#### Task details
A single number is expected: the count of lines in the records below that contain "Router".

#### Dataset content
"""

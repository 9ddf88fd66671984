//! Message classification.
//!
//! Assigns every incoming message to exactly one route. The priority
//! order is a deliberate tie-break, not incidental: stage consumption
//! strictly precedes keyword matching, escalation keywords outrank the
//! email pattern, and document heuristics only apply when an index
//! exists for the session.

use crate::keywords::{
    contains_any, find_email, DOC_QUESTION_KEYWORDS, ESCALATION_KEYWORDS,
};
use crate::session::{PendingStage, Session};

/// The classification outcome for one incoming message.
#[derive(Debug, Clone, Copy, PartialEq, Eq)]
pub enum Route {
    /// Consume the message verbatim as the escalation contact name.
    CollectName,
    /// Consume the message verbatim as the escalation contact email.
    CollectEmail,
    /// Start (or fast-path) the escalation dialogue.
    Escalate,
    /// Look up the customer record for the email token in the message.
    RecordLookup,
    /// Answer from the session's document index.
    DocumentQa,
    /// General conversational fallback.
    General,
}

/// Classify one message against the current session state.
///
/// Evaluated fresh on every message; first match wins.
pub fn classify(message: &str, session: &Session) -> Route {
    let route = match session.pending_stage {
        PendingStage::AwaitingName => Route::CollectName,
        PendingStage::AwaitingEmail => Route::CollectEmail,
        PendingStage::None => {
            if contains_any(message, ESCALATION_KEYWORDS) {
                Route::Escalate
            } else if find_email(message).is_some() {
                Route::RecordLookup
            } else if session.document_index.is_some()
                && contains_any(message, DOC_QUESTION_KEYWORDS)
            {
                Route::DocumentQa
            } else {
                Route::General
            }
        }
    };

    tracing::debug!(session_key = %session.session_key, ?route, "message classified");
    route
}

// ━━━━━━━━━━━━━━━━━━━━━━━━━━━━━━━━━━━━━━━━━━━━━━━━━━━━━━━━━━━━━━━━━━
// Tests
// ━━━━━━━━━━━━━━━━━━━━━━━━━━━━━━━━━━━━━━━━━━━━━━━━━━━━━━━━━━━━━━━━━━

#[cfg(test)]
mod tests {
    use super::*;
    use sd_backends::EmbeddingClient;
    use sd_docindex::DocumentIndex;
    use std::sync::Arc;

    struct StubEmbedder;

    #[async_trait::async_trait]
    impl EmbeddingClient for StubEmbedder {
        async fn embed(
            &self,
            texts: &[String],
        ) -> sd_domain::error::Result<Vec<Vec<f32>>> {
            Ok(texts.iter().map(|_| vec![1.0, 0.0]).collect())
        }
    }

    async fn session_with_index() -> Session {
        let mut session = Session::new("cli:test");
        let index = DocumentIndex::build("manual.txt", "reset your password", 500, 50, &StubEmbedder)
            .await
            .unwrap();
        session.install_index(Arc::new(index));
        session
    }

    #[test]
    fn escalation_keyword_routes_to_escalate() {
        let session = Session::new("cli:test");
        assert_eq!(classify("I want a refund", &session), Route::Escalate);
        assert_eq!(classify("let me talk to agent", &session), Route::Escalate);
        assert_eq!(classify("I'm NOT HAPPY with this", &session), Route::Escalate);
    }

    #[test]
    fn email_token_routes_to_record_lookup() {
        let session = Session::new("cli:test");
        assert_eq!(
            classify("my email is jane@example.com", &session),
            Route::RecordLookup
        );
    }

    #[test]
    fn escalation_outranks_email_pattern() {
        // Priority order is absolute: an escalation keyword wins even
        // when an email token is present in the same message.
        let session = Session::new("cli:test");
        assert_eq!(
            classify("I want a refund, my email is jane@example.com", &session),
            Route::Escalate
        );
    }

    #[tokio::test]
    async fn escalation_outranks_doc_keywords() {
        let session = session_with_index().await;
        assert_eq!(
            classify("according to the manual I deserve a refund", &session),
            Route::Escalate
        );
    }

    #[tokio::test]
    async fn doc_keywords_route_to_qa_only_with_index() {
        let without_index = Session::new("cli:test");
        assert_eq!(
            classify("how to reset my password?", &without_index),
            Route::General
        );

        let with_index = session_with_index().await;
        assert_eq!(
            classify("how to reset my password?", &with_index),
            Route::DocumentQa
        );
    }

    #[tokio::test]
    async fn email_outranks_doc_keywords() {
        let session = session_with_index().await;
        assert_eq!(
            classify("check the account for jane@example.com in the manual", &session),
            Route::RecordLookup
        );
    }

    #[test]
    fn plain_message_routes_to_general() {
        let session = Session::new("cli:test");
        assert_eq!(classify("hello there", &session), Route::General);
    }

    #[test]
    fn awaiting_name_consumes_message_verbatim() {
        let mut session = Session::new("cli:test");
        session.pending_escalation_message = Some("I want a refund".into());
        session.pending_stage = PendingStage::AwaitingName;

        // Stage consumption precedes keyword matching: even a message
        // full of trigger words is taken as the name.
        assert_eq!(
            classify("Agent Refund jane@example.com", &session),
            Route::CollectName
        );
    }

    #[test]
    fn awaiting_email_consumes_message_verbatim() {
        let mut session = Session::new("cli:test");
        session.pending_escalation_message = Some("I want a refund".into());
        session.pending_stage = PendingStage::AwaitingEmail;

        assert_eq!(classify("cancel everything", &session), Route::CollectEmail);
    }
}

"""
"""

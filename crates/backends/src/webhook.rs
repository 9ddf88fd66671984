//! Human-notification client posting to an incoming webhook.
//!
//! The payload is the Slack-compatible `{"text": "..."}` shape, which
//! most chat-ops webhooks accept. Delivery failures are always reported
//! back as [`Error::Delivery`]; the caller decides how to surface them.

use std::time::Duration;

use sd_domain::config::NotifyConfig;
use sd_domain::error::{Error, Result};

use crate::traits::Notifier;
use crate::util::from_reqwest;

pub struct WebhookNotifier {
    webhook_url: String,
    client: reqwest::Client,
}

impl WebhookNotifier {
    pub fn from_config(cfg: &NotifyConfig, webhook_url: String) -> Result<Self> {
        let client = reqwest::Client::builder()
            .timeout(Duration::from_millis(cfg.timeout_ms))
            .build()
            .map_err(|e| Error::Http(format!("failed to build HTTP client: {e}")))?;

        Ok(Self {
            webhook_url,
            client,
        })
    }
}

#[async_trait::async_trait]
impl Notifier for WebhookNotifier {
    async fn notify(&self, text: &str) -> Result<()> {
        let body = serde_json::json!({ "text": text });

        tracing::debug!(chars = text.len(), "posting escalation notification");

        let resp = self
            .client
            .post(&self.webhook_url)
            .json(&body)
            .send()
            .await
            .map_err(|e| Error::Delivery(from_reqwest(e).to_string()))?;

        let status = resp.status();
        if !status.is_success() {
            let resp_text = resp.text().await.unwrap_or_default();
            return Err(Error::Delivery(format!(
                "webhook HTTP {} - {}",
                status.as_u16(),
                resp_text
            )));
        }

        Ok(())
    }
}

"""
"""

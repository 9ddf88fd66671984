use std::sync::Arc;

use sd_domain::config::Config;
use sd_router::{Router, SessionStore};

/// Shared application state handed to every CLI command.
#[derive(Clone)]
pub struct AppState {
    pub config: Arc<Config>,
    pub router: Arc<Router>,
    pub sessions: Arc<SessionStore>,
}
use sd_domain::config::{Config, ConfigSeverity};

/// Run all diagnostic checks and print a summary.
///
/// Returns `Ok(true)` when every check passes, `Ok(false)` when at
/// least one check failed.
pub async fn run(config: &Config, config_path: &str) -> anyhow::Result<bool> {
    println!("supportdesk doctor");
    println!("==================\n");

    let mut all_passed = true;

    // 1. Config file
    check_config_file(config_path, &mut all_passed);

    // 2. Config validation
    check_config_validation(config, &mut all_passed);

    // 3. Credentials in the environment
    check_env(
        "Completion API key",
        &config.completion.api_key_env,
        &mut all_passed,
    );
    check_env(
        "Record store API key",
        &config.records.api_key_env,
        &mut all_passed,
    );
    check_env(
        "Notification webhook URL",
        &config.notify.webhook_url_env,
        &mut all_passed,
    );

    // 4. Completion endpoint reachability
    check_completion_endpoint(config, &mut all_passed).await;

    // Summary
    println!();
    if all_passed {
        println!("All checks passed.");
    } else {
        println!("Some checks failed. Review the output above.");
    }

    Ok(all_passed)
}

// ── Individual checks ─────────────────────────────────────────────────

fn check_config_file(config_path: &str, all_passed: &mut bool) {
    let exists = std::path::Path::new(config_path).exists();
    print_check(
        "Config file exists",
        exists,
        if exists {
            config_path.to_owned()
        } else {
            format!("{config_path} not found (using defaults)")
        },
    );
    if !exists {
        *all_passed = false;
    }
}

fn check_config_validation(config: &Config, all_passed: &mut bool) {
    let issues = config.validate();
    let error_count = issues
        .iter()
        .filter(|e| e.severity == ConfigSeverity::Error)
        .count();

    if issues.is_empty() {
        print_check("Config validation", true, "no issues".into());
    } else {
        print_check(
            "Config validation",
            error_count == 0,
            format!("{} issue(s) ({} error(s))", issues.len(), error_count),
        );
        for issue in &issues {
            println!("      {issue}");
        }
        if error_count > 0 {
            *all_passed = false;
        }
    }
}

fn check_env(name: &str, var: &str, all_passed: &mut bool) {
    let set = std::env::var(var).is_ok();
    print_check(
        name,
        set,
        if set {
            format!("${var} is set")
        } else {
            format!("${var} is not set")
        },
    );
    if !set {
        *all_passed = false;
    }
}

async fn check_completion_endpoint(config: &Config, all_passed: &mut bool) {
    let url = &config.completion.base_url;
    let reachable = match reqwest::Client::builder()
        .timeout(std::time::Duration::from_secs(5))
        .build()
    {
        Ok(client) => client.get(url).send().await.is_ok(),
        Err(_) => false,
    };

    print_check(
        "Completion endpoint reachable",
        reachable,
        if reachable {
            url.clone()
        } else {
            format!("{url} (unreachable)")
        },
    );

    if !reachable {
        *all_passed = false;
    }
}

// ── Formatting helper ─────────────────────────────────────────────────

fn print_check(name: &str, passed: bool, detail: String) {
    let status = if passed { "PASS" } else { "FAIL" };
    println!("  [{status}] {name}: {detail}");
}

"""

#### Task output
2